Currently in Europe the trend with PV is towards building-integrated PV installations (BIPV) where the modules become part of the exterior skin of the building. While this is advantageous, there is usually no provision made for removing the heat build-up from the back of the PV modules, even though it is common knowledge that these systems can reach temperatures up to 80°C. To put that in perspective, at those temperatures, the performance loss is such that a 10 kW array becomes a 7 kW array.
Testing of the PV/T system at the National Solar Test Facility (NSTF) in Canada showed the addition of the thermal component to the PV lowers the photovoltaic temperature by 10–20°C (50–68°F), which increases the electrical output by 5%–10%, or an extra 0.5–1 kW for a 10 kW array.
The Economics Perspective
Tests show solar PV/thermal systems can generate four times the energy production from the same surface area for a 25% increase in costs.
The SolarWall PV/thermal tests at NSTF went on to show that the thermal energy was up to 300% greater than the electrical energy. For example, a PB 160 W PV panel actually produced over 700 W of total energy with 540 W of thermal energy making up the difference. As a caveat, it is important to understand that PV/T is a custom engineered solution and therefore the specific electrical and thermal outputs can be varied, based on the energy demands of the building.
The energy gain associated with capturing the ‘waste’ heat energy and using it to offset other energy requirements in a building, combined with the increased performance gains associated with lowering the PV module operating temperature, has been shown to reduce PV paybacks by between one third and one half. This improved return on investment is significant because it helps bring the PV payback into a more standard corporate payback period. As well, in jurisdictions where there is a feed-in-tariff (FIT), the financial return is based on the actual electrical energy produced, not the rated electrical output of the system, so optimizing the PV output is an essential consideration.
The Climate Change Perspective
On a global basis, heating accounts for an estimated 50% of the total energy used in the building sector, and therefore it is one of the largest single sources of CO2 emissions. For example, the operation of buildings is estimated to be responsible for almost 40% of CO2 emissions in the USA and Canada, which clearly highlights why meaningful carbon reductions cannot be met without targeting this use of energy. Already the European Union is starting to establish renewable heat targets because the only way to achieve current CO2 objectives is to drastically begin the process of ‘decarbonizing’ the heating component.
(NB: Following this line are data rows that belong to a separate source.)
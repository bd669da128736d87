//! Random fleets for players who would rather not type a placement spec.
use rand::{
    distributions::{Distribution, Standard},
    Rng,
};

use crate::{
    board::{format_spec, Coordinate, Grid, Orientation, Placement, GRID_SIZE},
    ships::ShipKind,
};

impl Distribution<Orientation> for Standard {
    fn sample<R: Rng + ?Sized>(&self, rng: &mut R) -> Orientation {
        if rng.gen() {
            Orientation::Horizontal
        } else {
            Orientation::Vertical
        }
    }
}

/// Pick a random, non-overlapping position for every ship kind.
pub fn random_fleet<R: Rng + ?Sized>(rng: &mut R) -> Vec<Placement> {
    let mut grid = Grid::new();
    let mut fleet = Vec::with_capacity(ShipKind::ALL.len());
    for &kind in ShipKind::ALL {
        loop {
            let orientation: Orientation = rng.gen();
            // Only draw origins from which the ship stays on the grid.
            let (rows, cols) = match orientation {
                Orientation::Horizontal => (GRID_SIZE, GRID_SIZE - kind.len() + 1),
                Orientation::Vertical => (GRID_SIZE - kind.len() + 1, GRID_SIZE),
            };
            let origin = Coordinate::new(rng.gen_range(0..rows), rng.gen_range(0..cols));
            let placement = match origin.map(|o| Placement::from_origin(kind, o, orientation)) {
                Some(Ok(placement)) => placement,
                _ => continue,
            };
            if grid.place(&placement).is_ok() {
                fleet.push(placement);
                break;
            }
        }
    }
    fleet
}

/// A random fleet written as a placement spec, e.g. `A:C3-G3;B:J1-J4;S:A8-A10`.
pub fn random_fleet_spec<R: Rng + ?Sized>(rng: &mut R) -> String {
    format_spec(&random_fleet(rng))
}
//! Scores and the ten-slot high-score table.
//!
//! The table lives in a [`ScoreStore`] under the keys `score0` to `score9`. Each value
//! is written as `<name>:<score>`. Slots are filled in index order and, once all are
//! taken, the lowest score is replaced by any strictly better one. The table is shown
//! in slot order, not sorted by score.
use std::{fmt, str::FromStr};

use thiserror::Error;

use crate::game::PlayerStats;

pub use self::store::{JsonFileStore, MemoryStore, ScoreStore, StoreError};

pub mod store;

/// Number of slots in the leaderboard.
pub const SLOT_COUNT: usize = 10;

/// Score for winning without a single hit taken.
pub const MAX_SCORE: i32 = 24;

/// Score of a winner: 24, minus 2 for every cell of their own fleet that was hit.
pub fn compute_score(stats: &PlayerStats) -> i32 {
    MAX_SCORE - 2 * stats.hits_taken() as i32
}

/// One name and score on the leaderboard.
#[derive(Debug, Clone, Eq, PartialEq, Hash)]
pub struct LeaderboardEntry {
    name: String,
    score: i32,
}

impl LeaderboardEntry {
    /// Create an entry for the given player name and score.
    pub fn new(name: impl Into<String>, score: i32) -> Self {
        Self {
            name: name.into(),
            score,
        }
    }

    /// Name of the player.
    pub fn name(&self) -> &str {
        &self.name
    }

    /// Score the player won with.
    pub fn score(&self) -> i32 {
        self.score
    }
}

impl fmt::Display for LeaderboardEntry {
    /// Storage form, `<name>:<score>`.
    fn fmt(&self, f: &mut fmt::Formatter) -> fmt::Result {
        write!(f, "{}:{}", self.name, self.score)
    }
}

/// Error returned for a stored value that is not `<name>:<score>`.
#[derive(Debug, Error, Clone, Eq, PartialEq)]
#[error("malformed leaderboard entry {0:?}")]
pub struct ParseEntryError(String);

impl FromStr for LeaderboardEntry {
    type Err = ParseEntryError;

    /// Splits at the last colon, so a name may itself contain colons.
    fn from_str(s: &str) -> Result<Self, Self::Err> {
        let (name, score) = s.rsplit_once(':').ok_or_else(|| ParseEntryError(s.to_owned()))?;
        let score = score
            .trim()
            .parse()
            .map_err(|_| ParseEntryError(s.to_owned()))?;
        Ok(Self::new(name, score))
    }
}

/// Contents of one leaderboard slot.
#[derive(Debug, Clone, Eq, PartialEq)]
pub enum Slot {
    /// Nothing stored.
    Empty,
    /// A well-formed entry.
    Occupied(LeaderboardEntry),
    /// A stored value that could not be parsed. It is neither shown nor replaced.
    Malformed(String),
}

/// The high-score table on top of a [`ScoreStore`].
#[derive(Debug)]
pub struct Leaderboard<S> {
    store: S,
}

impl<S: ScoreStore> Leaderboard<S> {
    /// Wrap a store. Nothing is read until the table is used.
    pub fn new(store: S) -> Self {
        Self { store }
    }

    /// Store key of the given slot.
    pub fn slot_key(index: usize) -> String {
        format!("score{}", index)
    }

    /// Read one slot, or `None` if `index` is not below [`SLOT_COUNT`].
    pub fn slot(&self, index: usize) -> Option<Slot> {
        if index < SLOT_COUNT {
            Some(self.read_slot(index))
        } else {
            None
        }
    }

    fn read_slot(&self, index: usize) -> Slot {
        match self.store.get(&Self::slot_key(index)) {
            None => Slot::Empty,
            Some(raw) => match raw.parse() {
                Ok(entry) => Slot::Occupied(entry),
                Err(_) => Slot::Malformed(raw),
            },
        }
    }

    /// All well-formed entries, in slot order.
    pub fn snapshot(&self) -> Vec<LeaderboardEntry> {
        (0..SLOT_COUNT)
            .filter_map(|i| match self.read_slot(i) {
                Slot::Occupied(entry) => Some(entry),
                _ => None,
            })
            .collect()
    }

    /// Try to put an entry on the table.
    ///
    /// The first empty slot is used if there is one. Otherwise the entry replaces the
    /// lowest score, the earliest slot on ties, but only if it beats it. Returns the
    /// slot written, or `None` if the table did not change.
    pub fn record(&mut self, entry: &LeaderboardEntry) -> Result<Option<usize>, StoreError> {
        let mut lowest: Option<(usize, i32)> = None;
        for i in 0..SLOT_COUNT {
            match self.read_slot(i) {
                Slot::Empty => return self.write(i, entry).map(Some),
                Slot::Occupied(existing) => {
                    if lowest.map_or(true, |(_, score)| existing.score() < score) {
                        lowest = Some((i, existing.score()));
                    }
                }
                Slot::Malformed(raw) => {
                    log::warn!("skipping malformed leaderboard slot {}: {:?}", i, raw);
                }
            }
        }
        match lowest {
            Some((i, score)) if entry.score() > score => self.write(i, entry).map(Some),
            _ => {
                log::debug!("{} did not make the leaderboard", entry);
                Ok(None)
            }
        }
    }

    fn write(&mut self, index: usize, entry: &LeaderboardEntry) -> Result<usize, StoreError> {
        log::info!("recording {} in leaderboard slot {}", entry, index);
        self.store.set(&Self::slot_key(index), entry.to_string())?;
        Ok(index)
    }

    /// The underlying store.
    pub fn store(&self) -> &S {
        &self.store
    }

    /// Extract the underlying store.
    pub fn into_store(self) -> S {
        self.store
    }
}
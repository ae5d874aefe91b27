//! Change-driven reprocessing
//!
//! Turns file change notifications into new task submissions on a
//! long-lived processor. Source changes invalidate cached tree versions and
//! resubmit work for the affected modules. A configuration change rebuilds
//! the dependency graph, keeping the previous one when the new
//! configuration is invalid.

use std::collections::{BTreeMap, BTreeSet};
use std::path::{Path, PathBuf};
use std::sync::{Arc, RwLock};

use async_trait::async_trait;
use tracing::{debug, error, info, instrument};

use trellis_core::config::load_config;
use trellis_core::{ChangeDetector, ChangeSet, ConfigGraph, ModuleVersion, Result, VcsHandler};

use crate::actions::{ActionContext, ActionKind};
use crate::error::TaskGraphError;
use crate::processor::{ProcessOptions, TaskGraphProcessor};
use crate::provider::Provider;
use crate::result::GraphResults;
use crate::task::Task;

/// Decides which tasks to submit for a set of changes
#[async_trait]
pub trait ChangeHandler: Send + Sync {
    async fn tasks_for_changes(
        &self,
        graph: &Arc<ConfigGraph>,
        versions: BTreeMap<String, ModuleVersion>,
        changes: &ChangeSet,
    ) -> Result<Vec<Task>>;
}

/// Rebuilds affected modules and optionally redeploys their services and
/// reruns their tests.
///
/// After a configuration change every enabled module is considered affected.
pub struct ActionChangeHandler {
    provider: Arc<dyn Provider>,
    deploy: bool,
    test: bool,
}

impl ActionChangeHandler {
    pub fn new(provider: Arc<dyn Provider>) -> Self {
        Self {
            provider,
            deploy: false,
            test: false,
        }
    }

    /// Redeploy services of affected modules
    pub fn with_deploy(mut self, deploy: bool) -> Self {
        self.deploy = deploy;
        self
    }

    /// Rerun tests of affected modules
    pub fn with_test(mut self, test: bool) -> Self {
        self.test = test;
        self
    }
}

#[async_trait]
impl ChangeHandler for ActionChangeHandler {
    async fn tasks_for_changes(
        &self,
        graph: &Arc<ConfigGraph>,
        versions: BTreeMap<String, ModuleVersion>,
        changes: &ChangeSet,
    ) -> Result<Vec<Task>> {
        let affected: BTreeSet<String> = changes.module_names().into_iter().collect();
        let in_scope = |module: &str| changes.config_changed || affected.contains(module);

        let ctx = ActionContext::new(graph.clone(), versions, self.provider.clone());
        let mut kinds = Vec::new();

        for module in graph.get_modules(None, false)? {
            if in_scope(&module.name) {
                kinds.push(ActionKind::Build {
                    module: module.name.clone(),
                });
            }
        }
        if self.deploy {
            for service in graph.get_services(None, false)? {
                if in_scope(&service.module_name) {
                    kinds.push(ActionKind::Deploy {
                        service: service.name.clone(),
                    });
                }
            }
        }
        if self.test {
            for test in graph.get_tests(None, false)? {
                if in_scope(&test.module_name) {
                    kinds.push(ActionKind::Test {
                        test: test.name.clone(),
                    });
                }
            }
        }

        kinds.into_iter().map(|kind| ctx.task(kind, false)).collect()
    }
}

/// What a call to [`Reprocessor::handle_changes`] did
#[derive(Debug, Default)]
pub struct ReprocessOutcome {
    pub changes: ChangeSet,
    /// The dependency graph was rebuilt from a changed configuration
    pub graph_reloaded: bool,
    /// Results of the resubmitted tasks, if any were submitted
    pub results: Option<GraphResults>,
}

/// Resubmits work to a shared processor as files change
pub struct Reprocessor {
    config_path: PathBuf,
    graph: RwLock<Arc<ConfigGraph>>,
    vcs: Arc<VcsHandler>,
    processor: Arc<TaskGraphProcessor>,
    handler: Arc<dyn ChangeHandler>,
    detector: ChangeDetector,
}

impl Reprocessor {
    pub fn new(
        config_path: impl Into<PathBuf>,
        graph: ConfigGraph,
        vcs: Arc<VcsHandler>,
        processor: Arc<TaskGraphProcessor>,
        handler: Arc<dyn ChangeHandler>,
    ) -> Self {
        Self {
            config_path: config_path.into(),
            graph: RwLock::new(Arc::new(graph)),
            vcs,
            processor,
            handler,
            detector: ChangeDetector::new(),
        }
    }

    /// Load the configuration file and build the initial graph
    pub fn from_config(
        config_path: impl Into<PathBuf>,
        vcs: Arc<VcsHandler>,
        processor: Arc<TaskGraphProcessor>,
        handler: Arc<dyn ChangeHandler>,
    ) -> Result<Self> {
        let config_path = config_path.into();
        let graph = ConfigGraph::build(load_config(&config_path)?.modules)?;
        Ok(Self::new(config_path, graph, vcs, processor, handler))
    }

    pub fn config_path(&self) -> &Path {
        &self.config_path
    }

    /// The current graph snapshot
    pub fn graph(&self) -> Arc<ConfigGraph> {
        self.graph.read().unwrap_or_else(|e| e.into_inner()).clone()
    }

    /// Rebuild the graph from the configuration file.
    ///
    /// The current graph is replaced only when loading, validation and graph
    /// construction all succeed.
    pub fn reload_config(&self) -> Result<Arc<ConfigGraph>> {
        let config = load_config(&self.config_path)?;
        let graph = Arc::new(ConfigGraph::build(config.modules)?);
        *self.graph.write().unwrap_or_else(|e| e.into_inner()) = graph.clone();
        info!(path = %self.config_path.display(), "configuration reloaded");
        Ok(graph)
    }

    /// React to changed files
    #[instrument(skip_all, fields(paths = paths.len()))]
    pub async fn handle_changes(&self, paths: &[PathBuf]) -> std::result::Result<ReprocessOutcome, TaskGraphError> {
        for path in paths {
            if !ChangeDetector::is_config_file(path) {
                self.vcs.invalidate(path);
            }
        }

        let mut graph = self.graph();
        let mut changes = self.detector.detect_changes(&graph, paths)?;
        let mut outcome = ReprocessOutcome::default();

        if changes.config_changed {
            match self.reload_config() {
                Ok(reloaded) => {
                    graph = reloaded;
                    changes = self.detector.detect_changes(&graph, paths)?;
                    outcome.graph_reloaded = true;
                }
                Err(e) => {
                    error!(error = %e, "invalid configuration, keeping previous graph");
                    changes.config_changed = false;
                }
            }
        }

        if changes.is_empty() {
            debug!(unmatched = changes.unmatched.len(), "no modules affected");
            outcome.changes = changes;
            return Ok(outcome);
        }

        info!(
            modules = ?changes.module_names(),
            config_changed = changes.config_changed,
            "reprocessing changes"
        );

        let versions = self.vcs.resolve_module_versions(&graph).await?;
        let tasks = self.handler.tasks_for_changes(&graph, versions, &changes).await?;

        if !tasks.is_empty() {
            outcome.results = Some(self.processor.process(tasks, ProcessOptions::default()).await?);
        }
        outcome.changes = changes;
        Ok(outcome)
    }
}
This type of legislative framework clearly bodes well for the solar thermal technologies, whether they are used on their own, or combined with PV.
The unit costs to generate renewable heat tends to be substantially less than the unit cost to generate renewable electricity, which is exemplified by the fact that PV/T systems typically cost about 25% more than conventional PV, but can generate up to 300% more useable energy.
The Road Ahead
Clearly, PV/thermal systems represent one of the most promising new technology sectors within the renewable energy space. There are numerous synergies to adding a thermal component to building integrated PV systems, and it is likely that one day in the not-so-distant future, solar systems of all types will be considered the ‘norm’ on buildings of all shapes and sizes in all parts of the world.
The calibre and performance of the first two large-scale commercial SolarWall PV/T projects in Beijing and Montreal are a testament to the technological-excellence of hybrid systems and the mass applicability to buildings in countries around the globe. Like the microwave in the 1970s, the solar heating and solar electric technologies are just at the start of their exponential growth curve, and the mass adoption of them over the next several decades will drastically improve our society and our economy, like all the other great technologies that have gone before them.